▶ _What the task asks_: In full and without deviation, write out the entries that follow.

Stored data
╔══
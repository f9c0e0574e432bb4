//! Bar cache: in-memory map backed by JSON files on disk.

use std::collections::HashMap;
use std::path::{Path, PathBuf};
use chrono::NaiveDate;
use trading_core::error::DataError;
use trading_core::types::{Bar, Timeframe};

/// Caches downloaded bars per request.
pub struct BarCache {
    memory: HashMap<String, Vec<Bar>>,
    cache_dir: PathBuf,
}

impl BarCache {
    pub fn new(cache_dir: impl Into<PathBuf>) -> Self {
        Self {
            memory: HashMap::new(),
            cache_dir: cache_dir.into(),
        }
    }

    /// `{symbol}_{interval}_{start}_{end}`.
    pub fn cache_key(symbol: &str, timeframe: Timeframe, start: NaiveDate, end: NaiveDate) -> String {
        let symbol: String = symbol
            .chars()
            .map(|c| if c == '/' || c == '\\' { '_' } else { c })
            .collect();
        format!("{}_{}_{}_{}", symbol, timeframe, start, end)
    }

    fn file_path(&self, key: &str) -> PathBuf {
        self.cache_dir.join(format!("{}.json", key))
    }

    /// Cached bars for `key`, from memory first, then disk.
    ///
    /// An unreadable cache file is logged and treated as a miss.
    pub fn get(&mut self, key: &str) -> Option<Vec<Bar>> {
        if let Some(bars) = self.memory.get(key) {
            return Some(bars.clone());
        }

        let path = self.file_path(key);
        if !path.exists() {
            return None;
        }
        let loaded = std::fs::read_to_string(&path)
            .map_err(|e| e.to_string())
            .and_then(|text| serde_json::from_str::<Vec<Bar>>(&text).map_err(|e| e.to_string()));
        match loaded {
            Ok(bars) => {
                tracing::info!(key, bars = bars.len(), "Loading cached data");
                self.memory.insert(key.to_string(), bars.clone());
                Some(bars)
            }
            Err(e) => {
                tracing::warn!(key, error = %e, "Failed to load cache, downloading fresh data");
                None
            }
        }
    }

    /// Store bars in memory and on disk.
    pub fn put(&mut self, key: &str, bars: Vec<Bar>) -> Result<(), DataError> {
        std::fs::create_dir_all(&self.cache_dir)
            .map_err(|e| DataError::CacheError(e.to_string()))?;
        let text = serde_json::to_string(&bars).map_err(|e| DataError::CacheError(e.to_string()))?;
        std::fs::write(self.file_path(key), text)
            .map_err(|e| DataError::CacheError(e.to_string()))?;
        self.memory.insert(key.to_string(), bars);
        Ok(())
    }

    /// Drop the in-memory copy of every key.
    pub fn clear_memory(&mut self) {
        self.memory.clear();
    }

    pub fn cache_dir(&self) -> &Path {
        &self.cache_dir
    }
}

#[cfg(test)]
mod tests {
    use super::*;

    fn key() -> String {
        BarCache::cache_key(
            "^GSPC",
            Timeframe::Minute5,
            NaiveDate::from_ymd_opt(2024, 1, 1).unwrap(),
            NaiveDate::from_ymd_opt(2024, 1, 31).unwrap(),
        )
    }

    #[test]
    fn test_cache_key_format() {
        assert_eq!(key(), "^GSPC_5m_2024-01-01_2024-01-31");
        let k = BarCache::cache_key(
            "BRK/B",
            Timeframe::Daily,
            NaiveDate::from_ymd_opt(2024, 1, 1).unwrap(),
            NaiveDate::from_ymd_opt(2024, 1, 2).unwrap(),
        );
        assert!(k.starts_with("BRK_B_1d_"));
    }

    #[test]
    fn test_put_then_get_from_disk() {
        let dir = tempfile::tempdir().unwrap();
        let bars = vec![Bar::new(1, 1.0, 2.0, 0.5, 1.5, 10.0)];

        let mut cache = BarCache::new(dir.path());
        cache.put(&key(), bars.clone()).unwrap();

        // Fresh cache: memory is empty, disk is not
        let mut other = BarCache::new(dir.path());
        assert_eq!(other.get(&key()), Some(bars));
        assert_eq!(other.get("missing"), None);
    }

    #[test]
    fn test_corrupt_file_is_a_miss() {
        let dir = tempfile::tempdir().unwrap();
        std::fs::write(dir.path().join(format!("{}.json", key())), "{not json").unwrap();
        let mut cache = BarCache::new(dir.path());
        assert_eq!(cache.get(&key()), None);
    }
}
╚══
▶ _Answer below_:
repository f9c0e0574e432bb4
//! Bar cache: in-memory map backed by JSON files on disk.

use std::collections::HashMap;
use std::path::{Path, PathBuf};
use chrono::NaiveDate;
use trading_core::error::DataError;
use trading_core::types::{Bar, Timeframe};

/// Caches downloaded bars per request.
pub struct BarCache {
    memory: HashMap<String, Vec<Bar>>,
    cache_dir: PathBuf,
}

impl BarCache {
    pub fn new(cache_dir: impl Into<PathBuf>) -> Self {
        Self {
            memory: HashMap::new(),
            cache_dir: cache_dir.into(),
        }
    }

    /// `{symbol}_{interval}_{start}_{end}`.
    pub fn cache_key(symbol: &str, timeframe: Timeframe, start: NaiveDate, end: NaiveDate) -> String {
        let symbol: String = symbol
            .chars()
            .map(|c| if c == '/' || c == '\\' { '_' } else { c })
            .collect();
        format!("{}_{}_{}_{}", symbol, timeframe, start, end)
    }

    fn file_path(&self, key: &str) -> PathBuf {
        self.cache_dir.join(format!("{}.json", key))
    }

    /// Cached bars for `key`, from memory first, then disk.
    ///
    /// An unreadable cache file is logged and treated as a miss.
    pub fn get(&mut self, key: &str) -> Option<Vec<Bar>> {
        if let Some(bars) = self.memory.get(key) {
            return Some(bars.clone());
        }

        let path = self.file_path(key);
        if !path.exists() {
            return None;
        }
        let loaded = std::fs::read_to_string(&path)
            .map_err(|e| e.to_string())
            .and_then(|text| serde_json::from_str::<Vec<Bar>>(&text).map_err(|e| e.to_string()));
        match loaded {
            Ok(bars) => {
                tracing::info!(key, bars = bars.len(), "Loading cached data");
                self.memory.insert(key.to_string(), bars.clone());
                Some(bars)
            }
            Err(e) => {
                tracing::warn!(key, error = %e, "Failed to load cache, downloading fresh data");
                None
            }
        }
    }

    /// Store bars in memory and on disk.
    pub fn put(&mut self, key: &str, bars: Vec<Bar>) -> Result<(), DataError> {
        std::fs::create_dir_all(&self.cache_dir)
            .map_err(|e| DataError::CacheError(e.to_string()))?;
        let text = serde_json::to_string(&bars).map_err(|e| DataError::CacheError(e.to_string()))?;
        std::fs::write(self.file_path(key), text)
            .map_err(|e| DataError::CacheError(e.to_string()))?;
        self.memory.insert(key.to_string(), bars);
        Ok(())
    }

    /// Drop the in-memory copy of every key.
    pub fn clear_memory(&mut self) {
        self.memory.clear();
    }

    pub fn cache_dir(&self) -> &Path {
        &self.cache_dir
    }
}

#[cfg(test)]
mod tests {
    use super::*;

    fn key() -> String {
        BarCache::cache_key(
            "^GSPC",
            Timeframe::Minute5,
            NaiveDate::from_ymd_opt(2024, 1, 1).unwrap(),
            NaiveDate::from_ymd_opt(2024, 1, 31).unwrap(),
        )
    }

    #[test]
    fn test_cache_key_format() {
        assert_eq!(key(), "^GSPC_5m_2024-01-01_2024-01-31");
        let k = BarCache::cache_key(
            "BRK/B",
            Timeframe::Daily,
            NaiveDate::from_ymd_opt(2024, 1, 1).unwrap(),
            NaiveDate::from_ymd_opt(2024, 1, 2).unwrap(),
        );
        assert!(k.starts_with("BRK_B_1d_"));
    }

    #[test]
    fn test_put_then_get_from_disk() {
        let dir = tempfile::tempdir().unwrap();
        let bars = vec![Bar::new(1, 1.0, 2.0, 0.5, 1.5, 10.0)];

        let mut cache = BarCache::new(dir.path());
        cache.put(&key(), bars.clone()).unwrap();

        // Fresh cache: memory is empty, disk is not
        let mut other = BarCache::new(dir.path());
        assert_eq!(other.get(&key()), Some(bars));
        assert_eq!(other.get("missing"), None);
    }

    #[test]
    fn test_corrupt_file_is_a_miss() {
        let dir = tempfile::tempdir().unwrap();
        std::fs::write(dir.path().join(format!("{}.json", key())), "{not json").unwrap();
        let mut cache = BarCache::new(dir.path());
        assert_eq!(cache.get(&key()), None);
    }
}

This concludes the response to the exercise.